Post-exposure vaccination: When exposure to rabies is believed to have occurred, rabies post-exposure vaccination (prophylaxis) should be started promptly. This consists of both a vaccine that stimulates antibody formation in the body as well as the administration of antibodies to the rabies virus in the form of human immune globulin. One dose of the human rabies immune globulin and four doses of rabies vaccine given over 14 days is the standard treatment. The vaccine is usually given in the upper arm muscle and is similar to receiving a flu shot.
Treatment Guidelines: The specific management of animal bites hinges on a number of factors including the type of animal, the geographic area in which the exposure occurred, the type of exposure, and the health status of the animal involved. Due to the severity of the disease, medical attention should be sought in any instance in which rabies exposure was possible. The following are general guidelines for managing animal bites when rabies is a consideration:
- Bites from healthy domestic animals, such as dogs, cats and ferrets, are at low risk of causing rabies. In these cases, the animal should be confined by its owner and observed for 10 days. Assuming the animal remains healthy during this period of time, rabies can be excluded. In these cases, no rabies prophylaxis is necessary.
- If the domestic animal appeared ill at the time of the bite or becomes ill during quarantine it should undergo evaluation by a veterinarian. If rabies is suspected, the victim should begin receiving rabies prophylaxis. The Centers for Disease Control (CDC) advises that animals suspected of being rabid should be euthanized and examined for evidence of the rabies virus by a qualified laboratory (often the State Health Department).
- Raccoons, skunks, foxes, coyotes or bats that bite humans should be considered to be rabid unless proven otherwise by examination of brain tissue. Post-exposure vaccination should be started promptly.
- If the animal responsible for the bite cannot be recovered, it may be safest to assume that it was rabid. Discussing the situation with a doctor and representatives from the State Health Department will help in determining if post-exposure prophylaxis is necessary. In the case of a stray or unwanted dog and an unprovoked attack, euthanasia and examination of the brain for evidence of the rabies virus may be the best option.

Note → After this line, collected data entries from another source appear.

//! environment sourced settings loaded once at startup

use anyhow::{Context, Result};

const DEFAULT_HOST: &str = "http://localhost:8000";
const DEFAULT_CORS_ORIGIN: &str = "http://localhost:3000";
const DEFAULT_PORT: u16 = 3000;

const DEFAULT_ACCOUNTS_URL: &str = "https://accounts.spotify.com";
const DEFAULT_API_URL: &str = "https://api.spotify.com/v1";
const DEFAULT_LYRICS_API_URL: &str = "https://api.textyl.co/api/lyrics";

/// Process-wide settings, loaded once in `main` and shared with the
/// handlers as immutable app data.
#[derive(Debug, Clone)]
pub struct Settings {
    /// Spotify application client id
    pub client_id: String,

    /// Spotify application client secret
    pub client_secret: String,

    /// Space-separated OAuth scopes requested at login
    pub scopes: String,

    /// Redirect URI registered with Spotify for the code exchange
    pub callback_url: String,

    /// Public base URL of this server, used as redirect target
    pub host: String,

    /// Front-end URL the browser lands on after a successful login
    pub return_url: String,

    /// Origin allowed to make credentialed CORS requests
    pub cors_origin: String,

    /// Listening port
    pub port: u16,

    /// Base URL of the Spotify accounts service (consent + token endpoints)
    pub accounts_url: String,

    /// Base URL of the Spotify Web API
    pub api_url: String,

    /// URL of the lyrics search API
    pub lyrics_api_url: String,

    /// Optional bearer token for the lyrics API
    pub lyrics_api_token: Option<String>,

    /// Production mode, enables the Secure flag on session cookies
    pub production: bool,
}

impl Settings {
    /// Build settings from a key lookup. Split out from [`Settings::load`]
    /// so tests can feed values without touching the process environment.
    pub fn from_lookup(lookup: impl Fn(&str) -> Option<String>) -> Result<Self> {
        let client_id = lookup("SPOTIFY_CLIENT_ID").context("SPOTIFY_CLIENT_ID is not set")?;
        let client_secret =
            lookup("SPOTIFY_CLIENT_SECRET").context("SPOTIFY_CLIENT_SECRET is not set")?;

        let host = lookup("HOST").unwrap_or_else(|| DEFAULT_HOST.to_string());
        let callback_url =
            lookup("SPOTIFY_CALLBACK_URL").unwrap_or_else(|| format!("{}/auth/callback", host));
        let scopes = lookup("SPOTIFY_SCOPES").unwrap_or_else(default_scopes);
        let return_url = lookup("RETURN_URL").unwrap_or_else(|| host.clone());
        let cors_origin =
            lookup("CORS_ORIGIN").unwrap_or_else(|| DEFAULT_CORS_ORIGIN.to_string());

        let port = match lookup("PORT") {
            Some(value) => value.parse().context("PORT must be a number")?,
            None => DEFAULT_PORT,
        };

        let accounts_url = lookup("SPOTIFY_ACCOUNTS_URL")
            .unwrap_or_else(|| DEFAULT_ACCOUNTS_URL.to_string());
        let api_url = lookup("SPOTIFY_API_URL").unwrap_or_else(|| DEFAULT_API_URL.to_string());
        let lyrics_api_url =
            lookup("LYRICS_API_URL").unwrap_or_else(|| DEFAULT_LYRICS_API_URL.to_string());

        let lyrics_api_token = lookup("LYRICS_API_TOKEN").filter(|t| !t.trim().is_empty());
        let production = lookup("APP_ENV")
            .map(|v| v.eq_ignore_ascii_case("production"))
            .unwrap_or(false);

        Ok(Self {
            client_id,
            client_secret,
            scopes,
            callback_url,
            host,
            return_url,
            cors_origin,
            port,
            accounts_url,
            api_url,
            lyrics_api_url,
            lyrics_api_token,
            production,
        })
    }

    /// Load settings from the process environment.
    pub fn load() -> Result<Self> {
        Self::from_lookup(|key| std::env::var(key).ok())
    }

    #[cfg(test)]
    pub fn for_tests() -> Self {
        Self::from_lookup(|key| match key {
            "SPOTIFY_CLIENT_ID" => Some("test-client-id".to_string()),
            "SPOTIFY_CLIENT_SECRET" => Some("test-client-secret".to_string()),
            _ => None,
        })
        .expect("test settings should build")
    }
}

fn default_scopes() -> String {
    [
        "user-modify-playback-state",
        "user-read-playback-state",
        "user-read-currently-playing",
    ]
    .join(" ")
}

#[cfg(test)]
mod tests {
    use super::*;

    fn minimal(key: &str) -> Option<String> {
        match key {
            "SPOTIFY_CLIENT_ID" => Some("id".to_string()),
            "SPOTIFY_CLIENT_SECRET" => Some("secret".to_string()),
            _ => None,
        }
    }

    #[test]
    fn test_defaults() {
        let settings = Settings::from_lookup(minimal).unwrap();
        assert_eq!(settings.host, "http://localhost:8000");
        assert_eq!(settings.callback_url, "http://localhost:8000/auth/callback");
        assert_eq!(settings.return_url, settings.host);
        assert_eq!(settings.port, 3000);
        assert_eq!(settings.accounts_url, "https://accounts.spotify.com");
        assert_eq!(settings.api_url, "https://api.spotify.com/v1");
        assert_eq!(settings.lyrics_api_url, "https://api.textyl.co/api/lyrics");
        assert!(settings.scopes.contains("user-modify-playback-state"));
        assert!(settings.lyrics_api_token.is_none());
        assert!(!settings.production);
    }

    #[test]
    fn test_missing_credentials() {
        assert!(Settings::from_lookup(|_| None).is_err());
    }

    #[test]
    fn test_overrides() {
        let settings = Settings::from_lookup(|key| match key {
            "HOST" => Some("https://example.com".to_string()),
            "PORT" => Some("8080".to_string()),
            "RETURN_URL" => Some("https://app.example.com".to_string()),
            "SPOTIFY_API_URL" => Some("http://localhost:9090/v1".to_string()),
            "APP_ENV" => Some("production".to_string()),
            "LYRICS_API_TOKEN" => Some("abc".to_string()),
            other => minimal(other),
        })
        .unwrap();

        assert_eq!(settings.callback_url, "https://example.com/auth/callback");
        assert_eq!(settings.port, 8080);
        assert_eq!(settings.return_url, "https://app.example.com");
        assert_eq!(settings.api_url, "http://localhost:9090/v1");
        assert_eq!(settings.lyrics_api_token.as_deref(), Some("abc"));
        assert!(settings.production);
    }

    #[test]
    fn test_bad_port() {
        let settings = Settings::from_lookup(|key| match key {
            "PORT" => Some("not-a-port".to_string()),
            other => minimal(other),
        });
        assert!(settings.is_err());
    }

    #[test]
    fn test_blank_lyrics_token_ignored() {
        let settings = Settings::from_lookup(|key| match key {
            "LYRICS_API_TOKEN" => Some("   ".to_string()),
            other => minimal(other),
        })
        .unwrap();
        assert!(settings.lyrics_api_token.is_none());
    }
}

- In animals, rabies is diagnosed using the direct fluorescent antibody (DFA) test. This looks for the presence of rabies virus in brain tissue. Use of this test, however, assumes that the animal can be captured without causing more injury. A negative DFA test implies that saliva from the bite did not contain rabies virus and post-exposure prophylaxis is unnecessary or can be discontinued.
Largely as a result of widespread vaccination of domestic animals against rabies, the number of potential exposures to the infection has decreased dramatically in the U.S. Deaths from rabies have dropped from around 100 in the early 1900’s to 1 or 2 per year currently. Contributing significantly to this reduction in rabies mortality is post-exposure prophylaxis which, if begun soon after exposure, is almost 100% effective.